Dataset items:

○ ○ ○ ○ ○ ○ ○

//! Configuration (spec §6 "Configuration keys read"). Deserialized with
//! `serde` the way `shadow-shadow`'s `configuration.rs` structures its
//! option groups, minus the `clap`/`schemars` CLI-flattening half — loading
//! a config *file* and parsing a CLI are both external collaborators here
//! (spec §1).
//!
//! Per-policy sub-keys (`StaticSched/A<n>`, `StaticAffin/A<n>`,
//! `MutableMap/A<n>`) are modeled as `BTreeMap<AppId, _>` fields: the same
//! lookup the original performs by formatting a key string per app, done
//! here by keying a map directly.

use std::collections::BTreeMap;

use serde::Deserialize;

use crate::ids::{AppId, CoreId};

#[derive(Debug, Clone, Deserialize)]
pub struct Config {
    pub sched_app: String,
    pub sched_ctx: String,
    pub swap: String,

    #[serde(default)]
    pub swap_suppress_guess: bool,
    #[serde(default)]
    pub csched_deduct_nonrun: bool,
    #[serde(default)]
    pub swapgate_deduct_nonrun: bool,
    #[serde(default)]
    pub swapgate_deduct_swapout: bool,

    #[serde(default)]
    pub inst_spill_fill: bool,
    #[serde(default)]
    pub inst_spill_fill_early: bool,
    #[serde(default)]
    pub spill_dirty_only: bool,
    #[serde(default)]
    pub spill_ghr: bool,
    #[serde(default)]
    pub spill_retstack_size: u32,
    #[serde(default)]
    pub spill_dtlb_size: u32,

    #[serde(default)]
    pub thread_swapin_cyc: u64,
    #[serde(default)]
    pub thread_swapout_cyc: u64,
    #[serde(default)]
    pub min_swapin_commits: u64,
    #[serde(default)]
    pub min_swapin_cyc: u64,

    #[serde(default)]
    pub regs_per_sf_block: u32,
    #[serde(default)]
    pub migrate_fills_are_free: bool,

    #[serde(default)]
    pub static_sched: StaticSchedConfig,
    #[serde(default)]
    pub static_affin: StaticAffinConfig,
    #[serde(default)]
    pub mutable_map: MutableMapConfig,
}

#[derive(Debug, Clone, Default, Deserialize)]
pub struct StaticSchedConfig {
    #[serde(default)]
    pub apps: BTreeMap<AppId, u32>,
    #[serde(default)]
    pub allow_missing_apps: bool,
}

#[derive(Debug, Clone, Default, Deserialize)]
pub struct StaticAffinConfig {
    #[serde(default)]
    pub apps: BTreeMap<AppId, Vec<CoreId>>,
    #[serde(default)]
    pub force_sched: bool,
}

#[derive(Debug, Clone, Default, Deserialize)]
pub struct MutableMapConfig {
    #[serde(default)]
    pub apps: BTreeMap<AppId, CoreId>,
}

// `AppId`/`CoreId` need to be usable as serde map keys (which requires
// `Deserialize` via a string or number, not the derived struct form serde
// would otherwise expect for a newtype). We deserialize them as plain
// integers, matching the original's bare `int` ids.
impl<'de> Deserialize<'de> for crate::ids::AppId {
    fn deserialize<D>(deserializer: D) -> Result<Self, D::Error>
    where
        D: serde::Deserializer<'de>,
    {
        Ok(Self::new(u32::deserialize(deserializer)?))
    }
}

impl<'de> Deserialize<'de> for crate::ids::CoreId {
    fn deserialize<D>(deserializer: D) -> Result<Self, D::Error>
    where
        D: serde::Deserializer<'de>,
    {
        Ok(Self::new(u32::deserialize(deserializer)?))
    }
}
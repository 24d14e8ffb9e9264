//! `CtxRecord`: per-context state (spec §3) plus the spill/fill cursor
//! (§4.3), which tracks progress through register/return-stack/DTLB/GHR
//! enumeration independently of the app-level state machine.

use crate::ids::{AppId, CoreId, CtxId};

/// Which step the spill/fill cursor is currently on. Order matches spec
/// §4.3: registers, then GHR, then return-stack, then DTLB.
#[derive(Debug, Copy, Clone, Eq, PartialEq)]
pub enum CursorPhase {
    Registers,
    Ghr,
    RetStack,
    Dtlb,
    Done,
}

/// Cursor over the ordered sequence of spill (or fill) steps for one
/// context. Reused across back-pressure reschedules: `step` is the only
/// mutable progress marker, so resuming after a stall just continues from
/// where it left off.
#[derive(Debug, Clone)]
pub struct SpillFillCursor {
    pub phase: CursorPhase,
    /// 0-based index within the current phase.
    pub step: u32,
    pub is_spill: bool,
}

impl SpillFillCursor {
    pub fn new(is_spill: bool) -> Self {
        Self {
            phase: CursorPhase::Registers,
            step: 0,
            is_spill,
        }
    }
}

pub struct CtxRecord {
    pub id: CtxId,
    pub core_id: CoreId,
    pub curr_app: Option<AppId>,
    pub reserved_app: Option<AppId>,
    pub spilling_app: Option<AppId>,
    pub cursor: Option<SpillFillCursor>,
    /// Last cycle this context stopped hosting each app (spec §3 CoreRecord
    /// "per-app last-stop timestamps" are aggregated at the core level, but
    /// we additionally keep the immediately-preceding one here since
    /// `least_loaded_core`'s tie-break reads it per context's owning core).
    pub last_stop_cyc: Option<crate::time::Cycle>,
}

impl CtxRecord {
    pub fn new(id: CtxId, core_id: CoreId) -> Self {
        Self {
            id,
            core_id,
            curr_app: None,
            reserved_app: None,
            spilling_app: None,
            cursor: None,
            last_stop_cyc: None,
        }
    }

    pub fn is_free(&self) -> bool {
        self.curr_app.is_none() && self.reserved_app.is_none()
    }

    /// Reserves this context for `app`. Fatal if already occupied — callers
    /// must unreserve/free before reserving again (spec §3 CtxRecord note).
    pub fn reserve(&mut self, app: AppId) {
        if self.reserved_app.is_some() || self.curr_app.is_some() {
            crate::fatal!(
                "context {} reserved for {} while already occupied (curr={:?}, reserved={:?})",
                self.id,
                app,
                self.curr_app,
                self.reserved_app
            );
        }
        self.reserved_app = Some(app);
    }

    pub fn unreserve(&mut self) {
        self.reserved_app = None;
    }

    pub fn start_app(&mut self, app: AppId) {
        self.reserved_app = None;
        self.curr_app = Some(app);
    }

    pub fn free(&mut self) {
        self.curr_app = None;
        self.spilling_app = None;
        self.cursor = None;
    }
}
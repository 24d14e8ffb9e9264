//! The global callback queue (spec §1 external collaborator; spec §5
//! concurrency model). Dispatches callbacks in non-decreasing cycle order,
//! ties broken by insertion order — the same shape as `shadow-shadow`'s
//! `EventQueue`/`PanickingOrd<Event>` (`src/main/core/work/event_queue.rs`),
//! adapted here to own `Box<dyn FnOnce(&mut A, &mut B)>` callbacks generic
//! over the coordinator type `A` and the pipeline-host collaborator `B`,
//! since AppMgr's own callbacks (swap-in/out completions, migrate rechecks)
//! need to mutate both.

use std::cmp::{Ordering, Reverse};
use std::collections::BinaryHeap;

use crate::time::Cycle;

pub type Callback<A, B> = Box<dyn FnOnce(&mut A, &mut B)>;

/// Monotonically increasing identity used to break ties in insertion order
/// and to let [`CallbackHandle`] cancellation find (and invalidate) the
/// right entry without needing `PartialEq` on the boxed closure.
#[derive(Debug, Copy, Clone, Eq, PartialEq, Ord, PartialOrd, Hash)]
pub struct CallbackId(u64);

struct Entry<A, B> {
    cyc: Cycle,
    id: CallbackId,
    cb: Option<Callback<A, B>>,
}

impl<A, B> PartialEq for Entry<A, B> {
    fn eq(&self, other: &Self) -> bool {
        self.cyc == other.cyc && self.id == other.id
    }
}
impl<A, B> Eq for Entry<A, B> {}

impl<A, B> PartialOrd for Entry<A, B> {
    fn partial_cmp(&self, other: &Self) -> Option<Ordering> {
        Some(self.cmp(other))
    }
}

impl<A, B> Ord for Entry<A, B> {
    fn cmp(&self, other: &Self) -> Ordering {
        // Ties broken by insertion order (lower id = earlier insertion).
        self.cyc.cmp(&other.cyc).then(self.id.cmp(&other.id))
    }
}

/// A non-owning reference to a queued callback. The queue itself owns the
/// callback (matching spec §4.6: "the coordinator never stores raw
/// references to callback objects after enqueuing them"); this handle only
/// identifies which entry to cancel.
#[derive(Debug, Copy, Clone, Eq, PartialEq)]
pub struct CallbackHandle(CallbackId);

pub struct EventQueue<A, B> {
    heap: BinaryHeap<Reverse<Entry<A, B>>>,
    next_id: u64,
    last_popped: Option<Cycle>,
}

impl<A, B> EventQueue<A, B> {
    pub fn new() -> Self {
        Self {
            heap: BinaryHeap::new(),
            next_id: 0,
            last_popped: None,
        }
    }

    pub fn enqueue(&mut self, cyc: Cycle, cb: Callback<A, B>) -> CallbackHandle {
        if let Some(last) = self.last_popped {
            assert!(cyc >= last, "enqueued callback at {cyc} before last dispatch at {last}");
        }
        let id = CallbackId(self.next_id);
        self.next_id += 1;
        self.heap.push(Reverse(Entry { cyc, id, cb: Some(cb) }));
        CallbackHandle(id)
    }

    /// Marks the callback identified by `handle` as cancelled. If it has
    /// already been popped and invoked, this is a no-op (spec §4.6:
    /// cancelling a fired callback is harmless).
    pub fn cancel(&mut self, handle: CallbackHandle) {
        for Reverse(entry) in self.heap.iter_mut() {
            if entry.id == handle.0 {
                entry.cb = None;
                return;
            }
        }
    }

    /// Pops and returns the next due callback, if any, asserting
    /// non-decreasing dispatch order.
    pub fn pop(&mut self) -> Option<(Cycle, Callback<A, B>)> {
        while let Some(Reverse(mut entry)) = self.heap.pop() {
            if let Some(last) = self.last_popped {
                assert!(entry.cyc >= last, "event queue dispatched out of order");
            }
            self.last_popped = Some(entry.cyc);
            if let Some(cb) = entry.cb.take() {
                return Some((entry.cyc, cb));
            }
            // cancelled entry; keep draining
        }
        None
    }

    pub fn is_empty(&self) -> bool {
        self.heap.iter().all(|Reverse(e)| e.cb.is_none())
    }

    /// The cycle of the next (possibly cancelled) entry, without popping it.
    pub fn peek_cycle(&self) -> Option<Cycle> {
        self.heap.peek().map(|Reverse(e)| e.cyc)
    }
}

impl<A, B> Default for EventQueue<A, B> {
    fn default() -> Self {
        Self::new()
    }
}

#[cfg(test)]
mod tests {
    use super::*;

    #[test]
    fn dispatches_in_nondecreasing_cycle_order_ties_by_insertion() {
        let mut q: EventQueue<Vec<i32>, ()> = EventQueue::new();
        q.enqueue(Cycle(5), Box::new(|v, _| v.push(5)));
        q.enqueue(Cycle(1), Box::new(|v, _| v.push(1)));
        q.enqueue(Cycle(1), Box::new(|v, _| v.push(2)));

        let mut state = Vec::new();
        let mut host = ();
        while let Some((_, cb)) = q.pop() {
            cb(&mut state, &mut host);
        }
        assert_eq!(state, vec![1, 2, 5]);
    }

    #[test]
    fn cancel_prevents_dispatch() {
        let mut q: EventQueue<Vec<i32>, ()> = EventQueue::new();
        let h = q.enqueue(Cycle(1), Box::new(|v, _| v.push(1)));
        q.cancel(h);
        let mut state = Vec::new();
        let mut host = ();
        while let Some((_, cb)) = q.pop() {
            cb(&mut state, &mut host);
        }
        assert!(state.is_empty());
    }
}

○ ○ ○ ○ ○ ○ ○

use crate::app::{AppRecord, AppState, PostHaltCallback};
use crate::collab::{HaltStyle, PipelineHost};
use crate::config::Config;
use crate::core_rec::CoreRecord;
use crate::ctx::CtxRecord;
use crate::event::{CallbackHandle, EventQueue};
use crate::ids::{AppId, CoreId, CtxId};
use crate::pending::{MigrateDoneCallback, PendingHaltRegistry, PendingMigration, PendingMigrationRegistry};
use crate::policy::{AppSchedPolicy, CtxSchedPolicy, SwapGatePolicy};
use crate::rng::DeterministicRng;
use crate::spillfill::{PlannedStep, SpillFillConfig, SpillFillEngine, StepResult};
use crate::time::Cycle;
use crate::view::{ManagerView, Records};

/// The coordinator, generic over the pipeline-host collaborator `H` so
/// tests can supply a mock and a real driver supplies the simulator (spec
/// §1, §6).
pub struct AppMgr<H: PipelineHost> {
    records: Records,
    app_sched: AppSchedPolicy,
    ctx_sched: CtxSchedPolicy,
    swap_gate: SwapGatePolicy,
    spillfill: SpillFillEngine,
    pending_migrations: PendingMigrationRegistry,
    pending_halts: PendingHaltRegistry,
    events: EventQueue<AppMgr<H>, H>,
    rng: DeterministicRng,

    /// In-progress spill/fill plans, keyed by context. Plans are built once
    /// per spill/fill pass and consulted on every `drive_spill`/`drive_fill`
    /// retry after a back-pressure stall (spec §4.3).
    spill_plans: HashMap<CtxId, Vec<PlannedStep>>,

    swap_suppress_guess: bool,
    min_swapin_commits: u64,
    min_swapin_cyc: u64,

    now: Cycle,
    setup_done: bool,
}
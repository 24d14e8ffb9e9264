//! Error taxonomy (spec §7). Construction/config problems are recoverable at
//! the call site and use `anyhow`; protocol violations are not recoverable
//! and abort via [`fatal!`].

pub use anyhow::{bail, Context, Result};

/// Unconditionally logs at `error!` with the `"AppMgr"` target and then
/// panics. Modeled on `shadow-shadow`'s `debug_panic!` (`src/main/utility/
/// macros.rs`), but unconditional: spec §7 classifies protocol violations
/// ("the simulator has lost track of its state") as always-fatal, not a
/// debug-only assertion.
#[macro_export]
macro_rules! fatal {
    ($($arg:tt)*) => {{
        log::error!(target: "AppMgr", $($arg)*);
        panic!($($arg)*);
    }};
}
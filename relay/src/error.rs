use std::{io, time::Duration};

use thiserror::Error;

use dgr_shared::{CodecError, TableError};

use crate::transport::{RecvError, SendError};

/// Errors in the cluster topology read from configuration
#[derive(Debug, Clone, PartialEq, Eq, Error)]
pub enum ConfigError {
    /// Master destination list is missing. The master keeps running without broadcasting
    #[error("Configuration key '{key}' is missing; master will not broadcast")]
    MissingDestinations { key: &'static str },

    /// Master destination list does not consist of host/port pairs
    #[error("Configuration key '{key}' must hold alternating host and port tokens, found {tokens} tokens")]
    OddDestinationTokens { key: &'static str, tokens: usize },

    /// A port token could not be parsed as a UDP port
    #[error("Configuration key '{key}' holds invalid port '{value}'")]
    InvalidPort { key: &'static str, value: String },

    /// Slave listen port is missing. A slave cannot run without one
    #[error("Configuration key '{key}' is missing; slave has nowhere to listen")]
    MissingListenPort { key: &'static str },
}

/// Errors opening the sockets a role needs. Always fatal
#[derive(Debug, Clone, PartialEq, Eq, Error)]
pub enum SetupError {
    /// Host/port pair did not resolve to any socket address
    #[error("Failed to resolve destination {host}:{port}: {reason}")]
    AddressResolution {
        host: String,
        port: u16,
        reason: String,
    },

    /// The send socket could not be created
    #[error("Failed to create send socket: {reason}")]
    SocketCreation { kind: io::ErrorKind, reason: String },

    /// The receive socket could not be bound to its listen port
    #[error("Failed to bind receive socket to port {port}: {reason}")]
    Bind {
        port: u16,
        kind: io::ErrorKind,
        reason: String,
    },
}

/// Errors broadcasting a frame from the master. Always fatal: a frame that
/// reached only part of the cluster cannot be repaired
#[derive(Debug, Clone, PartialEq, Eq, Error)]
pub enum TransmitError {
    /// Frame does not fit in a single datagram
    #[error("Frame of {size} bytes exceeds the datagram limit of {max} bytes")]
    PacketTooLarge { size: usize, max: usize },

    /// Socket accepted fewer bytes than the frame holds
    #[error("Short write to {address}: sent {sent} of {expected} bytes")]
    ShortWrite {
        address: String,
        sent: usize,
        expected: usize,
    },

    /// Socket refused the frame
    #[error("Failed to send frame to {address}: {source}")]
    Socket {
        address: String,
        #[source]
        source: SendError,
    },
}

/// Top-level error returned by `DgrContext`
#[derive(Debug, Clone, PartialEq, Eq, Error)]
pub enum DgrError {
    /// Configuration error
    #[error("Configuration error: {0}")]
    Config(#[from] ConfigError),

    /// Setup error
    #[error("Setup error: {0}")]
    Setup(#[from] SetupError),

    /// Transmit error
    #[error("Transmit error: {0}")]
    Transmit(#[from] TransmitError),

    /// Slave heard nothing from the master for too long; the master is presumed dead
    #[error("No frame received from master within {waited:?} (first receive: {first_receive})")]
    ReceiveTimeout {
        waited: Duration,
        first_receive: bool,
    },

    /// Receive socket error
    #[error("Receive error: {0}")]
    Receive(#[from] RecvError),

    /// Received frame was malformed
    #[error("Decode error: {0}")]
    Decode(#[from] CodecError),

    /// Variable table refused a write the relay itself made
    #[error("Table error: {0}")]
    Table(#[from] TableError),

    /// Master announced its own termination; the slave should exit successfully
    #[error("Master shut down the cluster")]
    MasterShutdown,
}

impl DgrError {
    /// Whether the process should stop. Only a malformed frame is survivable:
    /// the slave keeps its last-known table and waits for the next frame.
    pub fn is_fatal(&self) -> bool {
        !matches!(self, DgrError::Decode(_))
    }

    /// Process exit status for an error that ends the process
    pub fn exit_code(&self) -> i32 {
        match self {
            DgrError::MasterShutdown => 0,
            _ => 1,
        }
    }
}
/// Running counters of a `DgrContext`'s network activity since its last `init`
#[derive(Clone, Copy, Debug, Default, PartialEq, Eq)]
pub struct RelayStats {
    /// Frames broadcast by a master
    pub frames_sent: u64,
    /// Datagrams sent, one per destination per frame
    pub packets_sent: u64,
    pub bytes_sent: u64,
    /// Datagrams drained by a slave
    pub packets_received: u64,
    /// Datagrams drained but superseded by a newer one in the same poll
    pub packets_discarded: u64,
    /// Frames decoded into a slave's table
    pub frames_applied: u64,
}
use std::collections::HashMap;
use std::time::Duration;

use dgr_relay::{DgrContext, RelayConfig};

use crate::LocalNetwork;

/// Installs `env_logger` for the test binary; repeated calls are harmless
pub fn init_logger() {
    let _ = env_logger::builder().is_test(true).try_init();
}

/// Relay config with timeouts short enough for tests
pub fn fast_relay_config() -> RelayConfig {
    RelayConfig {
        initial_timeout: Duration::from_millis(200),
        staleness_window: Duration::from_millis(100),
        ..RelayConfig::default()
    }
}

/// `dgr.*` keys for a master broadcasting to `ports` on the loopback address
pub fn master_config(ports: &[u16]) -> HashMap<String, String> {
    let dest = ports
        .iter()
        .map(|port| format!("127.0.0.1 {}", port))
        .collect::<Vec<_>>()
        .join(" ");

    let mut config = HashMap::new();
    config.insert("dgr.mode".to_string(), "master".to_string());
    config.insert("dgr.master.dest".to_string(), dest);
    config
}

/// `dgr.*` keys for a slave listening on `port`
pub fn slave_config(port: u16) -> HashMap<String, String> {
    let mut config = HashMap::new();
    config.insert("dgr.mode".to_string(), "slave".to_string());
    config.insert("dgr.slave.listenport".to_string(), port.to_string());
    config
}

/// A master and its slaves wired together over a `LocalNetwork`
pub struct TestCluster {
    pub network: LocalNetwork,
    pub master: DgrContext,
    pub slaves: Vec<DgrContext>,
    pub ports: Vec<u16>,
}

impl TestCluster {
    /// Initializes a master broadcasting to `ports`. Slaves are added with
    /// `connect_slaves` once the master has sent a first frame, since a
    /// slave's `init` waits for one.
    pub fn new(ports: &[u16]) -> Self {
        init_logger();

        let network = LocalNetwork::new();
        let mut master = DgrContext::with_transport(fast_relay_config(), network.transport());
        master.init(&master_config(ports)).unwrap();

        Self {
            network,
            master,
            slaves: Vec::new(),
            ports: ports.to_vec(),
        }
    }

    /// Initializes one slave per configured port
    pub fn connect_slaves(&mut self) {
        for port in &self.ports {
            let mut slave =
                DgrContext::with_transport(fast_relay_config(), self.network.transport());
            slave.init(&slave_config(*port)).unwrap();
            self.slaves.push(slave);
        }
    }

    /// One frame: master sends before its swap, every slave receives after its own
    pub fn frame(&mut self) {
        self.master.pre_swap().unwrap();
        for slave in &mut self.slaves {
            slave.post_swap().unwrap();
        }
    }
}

○ ○ ○ ○ ○ ○ ○

Required work — Go through the records line by line and count those containing the string "CallbackId". Give only the total.

Problem solution — 4